## Work instruction
Count every line below that holds the word "visible", and give the number with no other words.

________________________________________

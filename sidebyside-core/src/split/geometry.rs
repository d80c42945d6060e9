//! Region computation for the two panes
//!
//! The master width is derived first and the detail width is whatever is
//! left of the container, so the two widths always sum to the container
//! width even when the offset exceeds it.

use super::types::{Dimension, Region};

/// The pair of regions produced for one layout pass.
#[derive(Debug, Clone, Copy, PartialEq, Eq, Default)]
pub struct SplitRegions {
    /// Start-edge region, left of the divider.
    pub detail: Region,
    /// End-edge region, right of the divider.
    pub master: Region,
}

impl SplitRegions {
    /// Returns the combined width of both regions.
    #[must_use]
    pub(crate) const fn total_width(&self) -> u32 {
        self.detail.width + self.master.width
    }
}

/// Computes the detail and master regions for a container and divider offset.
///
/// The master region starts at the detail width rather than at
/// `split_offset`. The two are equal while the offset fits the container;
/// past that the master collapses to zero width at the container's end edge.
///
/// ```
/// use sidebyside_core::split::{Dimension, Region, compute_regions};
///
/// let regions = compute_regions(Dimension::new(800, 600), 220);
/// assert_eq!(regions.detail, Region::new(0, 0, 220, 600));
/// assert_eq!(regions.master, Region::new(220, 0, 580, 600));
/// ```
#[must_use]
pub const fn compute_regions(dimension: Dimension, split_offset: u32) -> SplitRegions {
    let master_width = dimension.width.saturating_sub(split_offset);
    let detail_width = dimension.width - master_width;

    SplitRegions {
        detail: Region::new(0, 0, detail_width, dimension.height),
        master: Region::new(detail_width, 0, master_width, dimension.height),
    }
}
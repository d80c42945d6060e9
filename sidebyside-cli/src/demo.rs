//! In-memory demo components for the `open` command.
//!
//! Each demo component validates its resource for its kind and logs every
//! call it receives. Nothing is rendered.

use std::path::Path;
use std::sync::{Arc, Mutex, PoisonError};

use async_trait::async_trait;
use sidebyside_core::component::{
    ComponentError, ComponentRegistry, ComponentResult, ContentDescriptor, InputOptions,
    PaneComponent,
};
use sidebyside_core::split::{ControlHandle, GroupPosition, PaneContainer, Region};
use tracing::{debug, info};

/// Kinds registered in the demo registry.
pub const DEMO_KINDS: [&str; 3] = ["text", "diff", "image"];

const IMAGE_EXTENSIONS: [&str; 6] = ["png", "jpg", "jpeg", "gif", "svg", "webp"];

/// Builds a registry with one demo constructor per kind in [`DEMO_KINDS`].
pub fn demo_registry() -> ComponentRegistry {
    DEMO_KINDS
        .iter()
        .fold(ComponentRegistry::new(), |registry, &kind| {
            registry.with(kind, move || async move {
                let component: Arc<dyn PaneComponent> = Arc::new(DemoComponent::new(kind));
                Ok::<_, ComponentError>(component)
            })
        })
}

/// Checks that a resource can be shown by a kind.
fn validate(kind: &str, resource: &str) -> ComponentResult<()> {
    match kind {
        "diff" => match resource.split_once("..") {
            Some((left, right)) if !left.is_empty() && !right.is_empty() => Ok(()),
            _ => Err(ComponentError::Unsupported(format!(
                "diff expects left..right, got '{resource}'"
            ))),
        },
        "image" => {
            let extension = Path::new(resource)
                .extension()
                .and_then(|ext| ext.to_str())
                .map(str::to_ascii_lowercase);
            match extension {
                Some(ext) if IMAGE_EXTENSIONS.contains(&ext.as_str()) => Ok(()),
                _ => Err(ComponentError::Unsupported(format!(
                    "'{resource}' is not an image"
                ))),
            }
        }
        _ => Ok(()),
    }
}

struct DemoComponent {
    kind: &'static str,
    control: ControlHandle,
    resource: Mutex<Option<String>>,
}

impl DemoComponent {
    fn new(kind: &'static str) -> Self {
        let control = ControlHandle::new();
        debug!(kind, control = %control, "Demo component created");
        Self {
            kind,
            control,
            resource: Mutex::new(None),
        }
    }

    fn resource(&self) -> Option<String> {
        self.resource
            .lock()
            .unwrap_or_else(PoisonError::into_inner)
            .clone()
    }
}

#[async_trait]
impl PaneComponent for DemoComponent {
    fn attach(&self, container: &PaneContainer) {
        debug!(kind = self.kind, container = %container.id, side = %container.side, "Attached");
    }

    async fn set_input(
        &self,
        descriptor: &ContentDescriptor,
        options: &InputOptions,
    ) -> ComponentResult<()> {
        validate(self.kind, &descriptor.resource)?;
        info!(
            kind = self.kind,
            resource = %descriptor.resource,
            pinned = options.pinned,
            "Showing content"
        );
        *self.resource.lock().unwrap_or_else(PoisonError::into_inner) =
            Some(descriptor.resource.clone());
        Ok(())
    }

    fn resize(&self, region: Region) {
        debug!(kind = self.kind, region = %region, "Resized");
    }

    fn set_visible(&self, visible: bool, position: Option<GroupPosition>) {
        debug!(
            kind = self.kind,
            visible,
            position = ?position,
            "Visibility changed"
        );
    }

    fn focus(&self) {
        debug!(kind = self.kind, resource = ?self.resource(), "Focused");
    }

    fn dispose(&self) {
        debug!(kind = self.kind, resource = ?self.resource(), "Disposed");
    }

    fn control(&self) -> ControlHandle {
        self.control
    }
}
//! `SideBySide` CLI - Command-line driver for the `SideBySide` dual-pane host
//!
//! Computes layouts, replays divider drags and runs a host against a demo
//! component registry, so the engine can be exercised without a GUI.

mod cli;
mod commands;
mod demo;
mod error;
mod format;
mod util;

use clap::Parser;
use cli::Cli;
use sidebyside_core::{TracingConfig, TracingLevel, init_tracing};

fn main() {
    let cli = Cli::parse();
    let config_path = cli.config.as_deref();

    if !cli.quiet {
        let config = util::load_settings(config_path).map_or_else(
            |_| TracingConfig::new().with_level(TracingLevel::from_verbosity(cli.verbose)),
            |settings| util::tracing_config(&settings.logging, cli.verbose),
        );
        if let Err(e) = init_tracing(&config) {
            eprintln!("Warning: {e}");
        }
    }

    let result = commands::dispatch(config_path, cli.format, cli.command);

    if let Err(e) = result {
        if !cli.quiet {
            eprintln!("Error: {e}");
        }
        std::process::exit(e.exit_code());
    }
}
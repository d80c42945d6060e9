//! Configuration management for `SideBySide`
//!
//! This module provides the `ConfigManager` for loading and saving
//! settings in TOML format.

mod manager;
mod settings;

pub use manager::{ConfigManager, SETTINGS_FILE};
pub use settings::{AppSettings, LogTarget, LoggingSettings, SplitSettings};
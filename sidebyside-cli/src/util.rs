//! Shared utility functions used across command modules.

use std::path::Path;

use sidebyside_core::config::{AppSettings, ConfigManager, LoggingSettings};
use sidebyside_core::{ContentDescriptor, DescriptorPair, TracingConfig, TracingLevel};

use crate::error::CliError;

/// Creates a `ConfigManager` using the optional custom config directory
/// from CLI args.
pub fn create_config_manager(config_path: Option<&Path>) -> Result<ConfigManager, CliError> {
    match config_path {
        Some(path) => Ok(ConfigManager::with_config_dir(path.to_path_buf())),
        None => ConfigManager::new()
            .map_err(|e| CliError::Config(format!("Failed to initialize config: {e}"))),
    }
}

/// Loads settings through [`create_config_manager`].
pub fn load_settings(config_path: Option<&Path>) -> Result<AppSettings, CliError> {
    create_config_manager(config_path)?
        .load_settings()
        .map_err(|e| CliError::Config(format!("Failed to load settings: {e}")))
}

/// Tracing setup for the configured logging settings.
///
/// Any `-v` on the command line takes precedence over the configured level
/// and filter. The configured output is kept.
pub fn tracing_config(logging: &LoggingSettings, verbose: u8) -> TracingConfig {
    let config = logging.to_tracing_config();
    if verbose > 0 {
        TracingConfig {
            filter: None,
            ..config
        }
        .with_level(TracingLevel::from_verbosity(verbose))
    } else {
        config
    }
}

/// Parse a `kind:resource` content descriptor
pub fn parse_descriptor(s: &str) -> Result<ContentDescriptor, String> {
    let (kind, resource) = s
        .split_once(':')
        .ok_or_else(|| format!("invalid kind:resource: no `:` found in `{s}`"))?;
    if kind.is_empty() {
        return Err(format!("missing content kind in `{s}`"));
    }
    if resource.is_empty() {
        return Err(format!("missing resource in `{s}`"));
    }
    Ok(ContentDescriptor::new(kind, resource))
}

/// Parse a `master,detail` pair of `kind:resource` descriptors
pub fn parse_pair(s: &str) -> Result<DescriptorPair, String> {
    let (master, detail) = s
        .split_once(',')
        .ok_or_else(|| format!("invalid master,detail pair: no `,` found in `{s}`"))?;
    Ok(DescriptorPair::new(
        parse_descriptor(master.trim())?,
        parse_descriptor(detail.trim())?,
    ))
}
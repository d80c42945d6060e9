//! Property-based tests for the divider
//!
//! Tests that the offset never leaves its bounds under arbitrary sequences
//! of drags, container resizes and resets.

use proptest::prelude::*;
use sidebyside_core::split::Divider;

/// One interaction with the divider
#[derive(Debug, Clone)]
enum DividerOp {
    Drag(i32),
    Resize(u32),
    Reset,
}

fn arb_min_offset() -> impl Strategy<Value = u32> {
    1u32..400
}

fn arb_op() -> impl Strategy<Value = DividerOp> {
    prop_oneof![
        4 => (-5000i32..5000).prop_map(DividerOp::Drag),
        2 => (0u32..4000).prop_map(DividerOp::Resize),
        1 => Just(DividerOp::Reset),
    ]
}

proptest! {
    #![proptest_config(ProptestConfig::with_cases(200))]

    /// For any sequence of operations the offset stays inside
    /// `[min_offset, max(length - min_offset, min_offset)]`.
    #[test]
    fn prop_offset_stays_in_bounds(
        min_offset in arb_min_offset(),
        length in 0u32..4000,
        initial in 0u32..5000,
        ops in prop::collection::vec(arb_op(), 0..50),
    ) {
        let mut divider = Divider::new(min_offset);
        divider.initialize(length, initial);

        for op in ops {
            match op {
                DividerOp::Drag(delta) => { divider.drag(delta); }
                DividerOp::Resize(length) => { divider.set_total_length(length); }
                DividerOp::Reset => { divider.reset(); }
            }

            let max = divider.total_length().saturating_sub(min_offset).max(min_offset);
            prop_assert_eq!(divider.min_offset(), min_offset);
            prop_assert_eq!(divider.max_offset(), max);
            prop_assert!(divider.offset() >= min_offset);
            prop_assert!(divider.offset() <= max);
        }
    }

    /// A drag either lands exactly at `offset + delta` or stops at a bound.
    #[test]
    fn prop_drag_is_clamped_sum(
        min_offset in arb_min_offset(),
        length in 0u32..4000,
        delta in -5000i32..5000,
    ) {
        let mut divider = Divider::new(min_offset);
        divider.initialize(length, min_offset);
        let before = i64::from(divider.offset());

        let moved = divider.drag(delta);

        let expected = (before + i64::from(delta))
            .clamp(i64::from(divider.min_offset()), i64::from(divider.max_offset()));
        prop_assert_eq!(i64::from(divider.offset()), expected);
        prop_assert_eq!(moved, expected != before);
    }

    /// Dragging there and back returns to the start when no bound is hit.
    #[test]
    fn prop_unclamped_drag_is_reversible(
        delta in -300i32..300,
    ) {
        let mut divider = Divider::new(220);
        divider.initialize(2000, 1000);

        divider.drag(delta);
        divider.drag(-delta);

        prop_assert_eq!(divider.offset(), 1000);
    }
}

________________________________________

## Response to this exercise
2